### EXERCISE
Each line of the listing below containing the word "integration" should be returned.

### AVAILABLE DATA

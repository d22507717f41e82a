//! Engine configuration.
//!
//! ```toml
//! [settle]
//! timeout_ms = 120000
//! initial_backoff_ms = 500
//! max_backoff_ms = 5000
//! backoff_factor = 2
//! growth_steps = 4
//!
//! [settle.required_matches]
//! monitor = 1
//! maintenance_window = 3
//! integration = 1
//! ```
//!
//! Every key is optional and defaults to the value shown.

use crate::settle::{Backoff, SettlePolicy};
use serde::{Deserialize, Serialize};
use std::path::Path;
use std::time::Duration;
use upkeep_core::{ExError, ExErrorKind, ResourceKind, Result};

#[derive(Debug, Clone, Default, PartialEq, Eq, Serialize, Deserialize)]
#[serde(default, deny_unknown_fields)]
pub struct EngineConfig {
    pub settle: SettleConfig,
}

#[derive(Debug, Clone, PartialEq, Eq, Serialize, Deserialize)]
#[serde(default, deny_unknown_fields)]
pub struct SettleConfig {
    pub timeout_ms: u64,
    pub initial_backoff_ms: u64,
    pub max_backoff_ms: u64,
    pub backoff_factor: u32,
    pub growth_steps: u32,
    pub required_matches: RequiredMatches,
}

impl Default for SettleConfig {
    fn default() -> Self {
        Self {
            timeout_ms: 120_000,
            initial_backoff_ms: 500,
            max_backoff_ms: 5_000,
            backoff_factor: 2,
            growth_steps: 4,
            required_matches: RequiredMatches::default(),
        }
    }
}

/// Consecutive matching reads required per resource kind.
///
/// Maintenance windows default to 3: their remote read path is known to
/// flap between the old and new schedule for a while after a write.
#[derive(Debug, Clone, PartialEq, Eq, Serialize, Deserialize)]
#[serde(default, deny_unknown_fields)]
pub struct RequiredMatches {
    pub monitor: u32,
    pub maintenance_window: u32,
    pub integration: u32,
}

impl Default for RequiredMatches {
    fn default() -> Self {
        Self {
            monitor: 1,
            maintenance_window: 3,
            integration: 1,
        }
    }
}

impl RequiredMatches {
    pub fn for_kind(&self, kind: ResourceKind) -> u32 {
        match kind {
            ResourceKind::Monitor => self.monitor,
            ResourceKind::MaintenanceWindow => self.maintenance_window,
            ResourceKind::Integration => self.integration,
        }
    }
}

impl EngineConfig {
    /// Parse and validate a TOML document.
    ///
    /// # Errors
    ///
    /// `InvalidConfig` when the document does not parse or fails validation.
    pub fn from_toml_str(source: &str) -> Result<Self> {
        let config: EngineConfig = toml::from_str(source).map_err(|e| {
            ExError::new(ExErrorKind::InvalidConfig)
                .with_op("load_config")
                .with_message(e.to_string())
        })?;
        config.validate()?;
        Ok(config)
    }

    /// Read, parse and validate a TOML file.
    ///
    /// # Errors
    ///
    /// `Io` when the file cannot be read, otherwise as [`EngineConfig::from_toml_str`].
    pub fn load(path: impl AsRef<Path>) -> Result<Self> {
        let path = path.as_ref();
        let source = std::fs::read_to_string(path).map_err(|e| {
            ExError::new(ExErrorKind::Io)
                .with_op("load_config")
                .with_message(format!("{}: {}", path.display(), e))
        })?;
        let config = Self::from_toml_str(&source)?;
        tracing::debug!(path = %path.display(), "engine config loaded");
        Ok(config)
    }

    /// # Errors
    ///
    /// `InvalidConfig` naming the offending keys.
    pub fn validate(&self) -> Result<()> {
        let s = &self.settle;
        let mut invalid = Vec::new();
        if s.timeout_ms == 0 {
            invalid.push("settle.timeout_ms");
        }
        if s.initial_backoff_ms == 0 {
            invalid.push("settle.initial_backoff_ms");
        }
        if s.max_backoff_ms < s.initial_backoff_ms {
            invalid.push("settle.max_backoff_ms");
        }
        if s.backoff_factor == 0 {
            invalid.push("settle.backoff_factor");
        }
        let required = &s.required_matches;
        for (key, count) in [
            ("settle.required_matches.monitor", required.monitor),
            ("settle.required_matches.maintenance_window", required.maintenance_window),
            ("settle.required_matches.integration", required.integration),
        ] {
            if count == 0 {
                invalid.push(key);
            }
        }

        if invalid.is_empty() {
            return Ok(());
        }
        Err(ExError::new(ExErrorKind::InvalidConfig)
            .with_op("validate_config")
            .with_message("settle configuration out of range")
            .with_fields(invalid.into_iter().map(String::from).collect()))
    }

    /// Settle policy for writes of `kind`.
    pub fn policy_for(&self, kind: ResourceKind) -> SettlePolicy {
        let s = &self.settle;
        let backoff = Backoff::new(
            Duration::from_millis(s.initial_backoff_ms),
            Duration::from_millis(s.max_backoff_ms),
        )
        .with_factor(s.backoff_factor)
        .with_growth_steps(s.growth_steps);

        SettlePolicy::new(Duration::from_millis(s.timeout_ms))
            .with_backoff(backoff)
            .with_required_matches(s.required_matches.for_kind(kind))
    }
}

### ANSWER SPACE
//! integration = 1
    pub integration: u32,
            integration: 1,
            ResourceKind::Integration => self.integration,
            ("settle.required_matches.integration", required.integration),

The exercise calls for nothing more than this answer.